Wednesday, June 8, 2016

Storm Front, chapters 24 and 25, in which the race against time pauses for exposition

(Content: violence, implied animal abuse. Fun content: Douglas Adams' style of magic, linguistic history, and benevolent moss.)

Storm Front
Chapter Twenty-Four: So Spooky You Don't Even Know*

Dresden speeds away in  an '89 TransAm, and I wonder again briefly about the supposed rules of his techbane (we could have had a line anywhere about how Mac's car never breaks on wizards and no one's figured out why, and even that would have done something for me) as he tells us about the eldritch dusk approaching, oversaturating the greens and muting yellows and such.  Dresden's pushing over 130mph, he tells us, but "I must also have been driving during the watch rotation for the highway patrol, because not one of them tried to pull me over".  Given how little Butcher cares about the implications of his worldbuilding at this point, I'm surprised he doesn't have Dresden weave an SEP field or something around the car.  Recommendation: if you're going to "luckily" have an obvious problem not be a problem, maybe don't draw attention to it for the reader?
I hit the brakes to slow for the turn onto the lakefront road that led to the Sells house, started hydroplaning, turned into the slide with more composure and ability than I really should have had, and got the vehicle back under control in time to slide onto the correct road.
Dresden the car-slayer is nevertheless a preternaturally talented driver.  Such shock.

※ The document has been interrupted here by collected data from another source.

//! # Collection Request Resolver
//!
//! Turns the text a user typed (or an entry of a requirements file) into a
//! [`CollectionRequest`]. Four forms are recognised and the first match
//! wins:
//!
//! 1. A trailing `[group,...]` suffix is split off first.
//! 2. Source-control locators: `git+https://…`, `https://….git`,
//!    `user@host:path.git`, `git+ssh://…`.
//! 3. An existing local path, whose `galaxy.yml` names the collection.
//! 4. A registry name `namespace.name` with an optional version specifier.
//!
//! The source-control test runs before any filesystem probing, so a
//! directory that happens to be named like a URL never shadows the URL.

use std::fmt;
use std::path::{Path, PathBuf};
use std::sync::LazyLock;

use log::debug;
use regex::Regex;
use url::Url;

use crate::config::Config;
use crate::defaults::COLLECTIONS_DIR;
use crate::error::{Error, Result};
use crate::galaxy::{GalaxyMeta, RequirementEntry};

static REGISTRY: LazyLock<Regex> =
    LazyLock::new(|| pattern(r"^([A-Za-z0-9]+)\.([A-Za-z0-9]+)(.*)$"));
static SOURCE_CONTROL: LazyLock<[Regex; 3]> = LazyLock::new(|| {
    [
        // scheme-prefixed, e.g. git+https://...
        pattern(r"^[A-Za-z0-9]+\+[A-Za-z][A-Za-z0-9+.\-]*://\S+$"),
        pattern(r"^https?://\S+\.git(?:,\S+)?$"),
        // user@host:path.git
        pattern(r"^[A-Za-z0-9._\-]+@[A-Za-z0-9.\-]+:\S+\.git(?:,\S+)?$"),
    ]
});
static ANSIBLE_PREFIX: LazyLock<Regex> = LazyLock::new(|| pattern(r"^(?i:ansible)[._\-]"));
static NON_ALPHANUMERIC: LazyLock<Regex> = LazyLock::new(|| pattern(r"[^A-Za-z0-9]+"));

fn pattern(source: &str) -> Regex {
    Regex::new(source).expect("built-in pattern compiles")
}

const REGISTRY_HINT: &str =
    "Specify a collection as namespace.name[specifier], e.g. ansible.utils or ansible.utils:>=2.0";

/// How a request will be fulfilled.
#[derive(Debug, Clone, Copy, PartialEq, Eq)]
pub enum RequestKind {
    /// A collection source tree on the local filesystem.
    LocalPath,
    /// A collection fetched from the registry by name.
    RegistryName,
    /// A collection fetched from a version-control locator.
    SourceControlUrl,
}

impl fmt::Display for RequestKind {
    fn fmt(&self, f: &mut fmt::Formatter<'_>) -> fmt::Result {
        let label = match self {
            RequestKind::LocalPath => "local path",
            RequestKind::RegistryName => "registry name",
            RequestKind::SourceControlUrl => "source control URL",
        };
        f.write_str(label)
    }
}

/// Where relative paths and `~` are resolved from.
#[derive(Debug, Clone, PartialEq, Eq)]
pub struct ResolveContext {
    pub cwd: PathBuf,
    pub home: Option<PathBuf>,
}

impl ResolveContext {
    pub fn new(cwd: impl Into<PathBuf>) -> Self {
        Self {
            cwd: cwd.into(),
            home: None,
        }
    }

    pub fn with_home(mut self, home: impl Into<PathBuf>) -> Self {
        self.home = Some(home.into());
        self
    }

    /// Context of the running process: its working and home directories.
    pub fn from_process() -> Result<Self> {
        Ok(Self {
            cwd: std::env::current_dir()?,
            home: dirs::home_dir(),
        })
    }

    fn expand(&self, text: &str) -> PathBuf {
        let expanded = match (&self.home, text) {
            (Some(home), "~") => home.clone(),
            (Some(home), t) if t.starts_with("~/") => home.join(&t[2..]),
            _ => PathBuf::from(text),
        };
        if expanded.is_absolute() {
            expanded
        } else {
            self.cwd.join(expanded)
        }
    }
}

/// One parsed collection request.
///
/// Exactly one of these holds: `local_path` is set, `kind` is
/// [`RequestKind::RegistryName`], or `source_urls` is non-empty.
#[derive(Debug, Clone, PartialEq, Eq)]
pub struct CollectionRequest {
    original: String,
    kind: RequestKind,
    namespace: String,
    name: String,
    version_specifier: Option<String>,
    optional_dependency_groups: Vec<String>,
    source_urls: Vec<String>,
    local_path: Option<PathBuf>,
}

impl CollectionRequest {
    fn local(original: &str, path: PathBuf, meta: &GalaxyMeta, groups: Vec<String>) -> Self {
        let (namespace, name) = meta.identity();
        Self {
            original: original.to_string(),
            kind: RequestKind::LocalPath,
            namespace,
            name,
            version_specifier: None,
            optional_dependency_groups: groups,
            source_urls: Vec::new(),
            local_path: Some(path),
        }
    }

    fn registry(original: &str, namespace: &str, name: &str, specifier: Option<String>) -> Self {
        Self {
            original: original.to_string(),
            kind: RequestKind::RegistryName,
            namespace: namespace.to_string(),
            name: name.to_string(),
            version_specifier: specifier,
            optional_dependency_groups: Vec::new(),
            source_urls: Vec::new(),
            local_path: None,
        }
    }

    fn source_control(original: &str, url: &str, groups: Vec<String>) -> Self {
        let (namespace, name) = derive_collection_name(url);
        Self {
            original: original.to_string(),
            kind: RequestKind::SourceControlUrl,
            namespace,
            name,
            version_specifier: None,
            optional_dependency_groups: groups,
            source_urls: vec![url.to_string()],
            local_path: None,
        }
    }

    pub fn original(&self) -> &str {
        &self.original
    }

    pub fn kind(&self) -> RequestKind {
        self.kind
    }

    pub fn namespace(&self) -> &str {
        &self.namespace
    }

    pub fn name(&self) -> &str {
        &self.name
    }

    pub fn version_specifier(&self) -> Option<&str> {
        self.version_specifier.as_deref()
    }

    pub fn optional_dependency_groups(&self) -> &[String] {
        &self.optional_dependency_groups
    }

    pub fn source_urls(&self) -> &[String] {
        &self.source_urls
    }

    pub fn local_path(&self) -> Option<&Path> {
        self.local_path.as_deref()
    }

    pub fn is_local(&self) -> bool {
        self.local_path.is_some()
    }

    /// Fully qualified collection name, `namespace.name`.
    pub fn fqcn(&self) -> String {
        format!("{}.{}", self.namespace, self.name)
    }

    /// What `ansible-galaxy collection install` is given for a non-local request.
    pub fn install_target(&self) -> &str {
        self.source_urls
            .first()
            .map(String::as_str)
            .unwrap_or_else(|| self.original.trim())
    }

    /// `<site-packages>/ansible_collections/<namespace>/<name>`.
    pub fn destination(&self, config: &Config) -> PathBuf {
        destination_in(config.site_pkg_path(), &self.namespace, &self.name)
    }

    /// Per-collection working directory under the environment cache.
    pub fn cache_dir(&self, config: &Config) -> PathBuf {
        config.cache_dir().join(self.fqcn())
    }

    /// Staging directory the local build runs in.
    pub fn build_dir(&self, config: &Config) -> PathBuf {
        self.cache_dir(config).join("build")
    }
}

/// `<site_pkg>/ansible_collections/<namespace>/<name>`.
pub fn destination_in(site_pkg: &Path, namespace: &str, name: &str) -> PathBuf {
    site_pkg.join(COLLECTIONS_DIR).join(namespace).join(name)
}

/// Resolve a command-line collection specifier.
pub fn resolve(text: &str, ctx: &ResolveContext) -> Result<CollectionRequest> {
    let text = text.trim();
    let (base, groups) = split_groups(text);
    debug!("Resolving collection request '{}'", text);

    if is_source_control_url(base) {
        debug!("Request '{}' is a source control URL", text);
        return Ok(CollectionRequest::source_control(text, base, groups));
    }

    if let Some(request) = resolve_local(text, base, &groups, ctx)? {
        return Ok(request);
    }

    if base.len() != text.len() {
        return Err(Error::Request {
            request: text.to_string(),
            message: format!("path not found: {}", ctx.expand(base).display()),
            hint: Some(
                "Provide an existing path to a collection when specifying optional dependencies"
                    .to_string(),
            ),
        });
    }

    resolve_registry(text, None)
}

/// Resolve one entry of a requirements file.
///
/// Entries are local paths or registry names; bracket suffixes and
/// source-control detection do not apply.
pub fn resolve_requirement(
    entry: &RequirementEntry,
    ctx: &ResolveContext,
) -> Result<CollectionRequest> {
    let text = entry.name().trim();
    if let Some(request) = resolve_local(text, text, &[], ctx)? {
        return Ok(request);
    }
    resolve_registry(text, entry.version().map(str::to_string))
}

fn resolve_local(
    original: &str,
    base: &str,
    groups: &[String],
    ctx: &ResolveContext,
) -> Result<Option<CollectionRequest>> {
    if base.is_empty() {
        return Ok(None);
    }
    let path = match ctx.expand(base).canonicalize() {
        Ok(path) => path,
        Err(_) => return Ok(None),
    };
    debug!("Request '{}' is a local path: {}", original, path.display());
    let meta = GalaxyMeta::read(&path)?;
    Ok(Some(CollectionRequest::local(
        original,
        path,
        &meta,
        groups.to_vec(),
    )))
}

fn resolve_registry(text: &str, version: Option<String>) -> Result<CollectionRequest> {
    let captures = REGISTRY.captures(text).ok_or_else(|| Error::Request {
        request: text.to_string(),
        message: "not a local path, source control URL or collection name".to_string(),
        hint: Some(REGISTRY_HINT.to_string()),
    })?;
    let specifier = captures
        .get(3)
        .map(|m| m.as_str().trim())
        .filter(|s| !s.is_empty())
        .map(str::to_string)
        .or(version);
    debug!(
        "Request '{}' is a registry name with specifier {:?}",
        text, specifier
    );
    Ok(CollectionRequest::registry(
        text,
        &captures[1],
        &captures[2],
        specifier,
    ))
}

/// Split a trailing balanced `[...]` suffix into trimmed, non-empty groups.
///
/// Text without a balanced trailing suffix is returned unchanged.
pub fn split_groups(text: &str) -> (&str, Vec<String>) {
    if !text.ends_with(']') {
        return (text, Vec::new());
    }
    let mut depth = 0usize;
    for (index, ch) in text.char_indices().rev() {
        match ch {
            ']' => depth += 1,
            '[' => {
                depth -= 1;
                if depth == 0 {
                    let inner = &text[index + 1..text.len() - 1];
                    let groups = inner
                        .split(',')
                        .map(str::trim)
                        .filter(|g| !g.is_empty())
                        .map(str::to_string)
                        .collect();
                    return (&text[..index], groups);
                }
            }
            _ => {}
        }
    }
    (text, Vec::new())
}

/// Whether `text` is one of the recognised source-control locator shapes.
pub fn is_source_control_url(text: &str) -> bool {
    SOURCE_CONTROL.iter().any(|re| re.is_match(text))
}

/// Derive `(namespace, name)` from a source-control locator.
///
/// Uses the last two path segments. A leading `ansible.`, `ansible-` or
/// `ansible_` is dropped from the name, and runs of other characters are
/// collapsed into `_`.
pub fn derive_collection_name(url: &str) -> (String, String) {
    let locator = url.split(',').next().unwrap_or(url);
    let path = locator_path(locator);
    let segments: Vec<&str> = path
        .split('/')
        .filter(|s| !s.is_empty())
        .map(|s| s.strip_suffix(".git").unwrap_or(s))
        .filter(|s| !s.is_empty())
        .collect();

    let normalize = |segment: &str| -> String {
        let normalized = NON_ALPHANUMERIC.replace_all(segment, "_");
        match normalized.trim_matches('_') {
            "" => "unknown".to_string(),
            trimmed => trimmed.to_string(),
        }
    };
    let strip_prefix = |segment: &str| ANSIBLE_PREFIX.replace(segment, "").into_owned();

    match segments.as_slice() {
        [] => {
            let last = locator
                .trim_end_matches('/')
                .rsplit('/')
                .next()
                .unwrap_or(locator);
            ("unknown".to_string(), last.to_string())
        }
        [only] => ("unknown".to_string(), normalize(&strip_prefix(*only))),
        [.., owner, repo] => (normalize(*owner), normalize(&strip_prefix(*repo))),
    }
}

fn locator_path(locator: &str) -> String {
    // user@host:path.git has no scheme
    if !locator.contains("://") {
        return locator
            .split_once(':')
            .map(|(_, path)| path.to_string())
            .unwrap_or_default();
    }
    let without_vcs = match locator.split_once('+') {
        Some((vcs, rest)) if !vcs.contains('/') && rest.contains("://") => rest,
        _ => locator,
    };
    match Url::parse(without_vcs) {
        Ok(url) => url.path().to_string(),
        Err(_) => without_vcs
            .split_once("://")
            .and_then(|(_, rest)| rest.split_once('/'))
            .map(|(_, path)| path.to_string())
            .unwrap_or_default(),
    }
}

Dresden limps quickly up the half-flooded driveway to the house, stops, reminds us all that there are unknown numbers of mystical dangers and traps and suchlike ahead, and so Goes Loud:
So I opened my Third Eye. 
How can I explain what a wizard sees? It isn't something that lends itself readily to description. Describing something helps to define it, to give it limits, to set guardrails of understanding around it. Wizards have had the Sight since time began, and they still don't understand how it works, why it does what it does.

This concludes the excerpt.